(Saved entries)
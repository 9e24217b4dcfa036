//! Client SDK for the Shortly URL shortening platform
//!
//! The pieces fit together like the web app they mirror:
//! - [`client::ApiClient`] performs authenticated calls, unwraps the response
//!   envelope and renews the session transparently on a 401
//! - [`guard`] decides per navigation whether a route may render, for hosts
//!   that embed the SDK behind a UI
//! - [`store`] holds the access/refresh pair the way the browser holds its
//!   two cookies, behind a trait so hosts choose the persistence
//! - the service modules ([`links`], [`folders`], [`domains`], [`analytics`],
//!   [`users`], [`auth`]) wrap the REST surface with typed operations
//!
//! The `shortly` binary in this crate is one such host.

pub mod analytics;
pub mod auth;
pub mod cli;
pub mod client;
pub mod config;
pub mod domains;
pub mod error;
pub mod folders;
pub mod guard;
pub mod links;
pub mod store;
pub mod ui;
pub mod users;
pub mod version;

pub use client::ApiClient;
pub use config::ClientConfig;
pub use error::{Result, ShortlyError};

=== PROBLEM STATEMENT ===
Give exactly, and nothing besides, the lines from the one in which "pub mod auth;" occurs through the end of the records.

=== SOLUTION FOR THIS TASK ===
pub mod auth;
pub mod cli;
pub mod client;
pub mod config;
pub mod domains;
pub mod error;
pub mod folders;
pub mod guard;
pub mod links;
pub mod store;
pub mod ui;
pub mod users;
pub mod version;

pub use client::ApiClient;
pub use config::ClientConfig;
pub use error::{Result, ShortlyError};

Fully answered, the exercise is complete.